### YOUR TASK:
Everything in the data below should be restated word for word.

### SUPPLIED DATA:
+-------+

// Public API exports (shared between client and server)
pub mod domain;
pub mod shared;

// App is always available in fullstack mode
pub mod app;

// Server functions (available on both client and server in fullstack)
pub mod server_fns;

// Server-only modules (NOT compiled for WASM)
#[cfg(not(target_arch = "wasm32"))]
pub mod config;
#[cfg(not(target_arch = "wasm32"))]
pub mod infrastructure;
#[cfg(not(target_arch = "wasm32"))]
pub mod handlers;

+-------+

### RESPONSE TO THE EXERCISE:
// Public API exports (shared between client and server)
pub mod domain;
pub mod shared;

// App is always available in fullstack mode
pub mod app;

// Server functions (available on both client and server in fullstack)
pub mod server_fns;

// Server-only modules (NOT compiled for WASM)
#[cfg(not(target_arch = "wasm32"))]
pub mod config;
#[cfg(not(target_arch = "wasm32"))]
pub mod infrastructure;
#[cfg(not(target_arch = "wasm32"))]
pub mod handlers;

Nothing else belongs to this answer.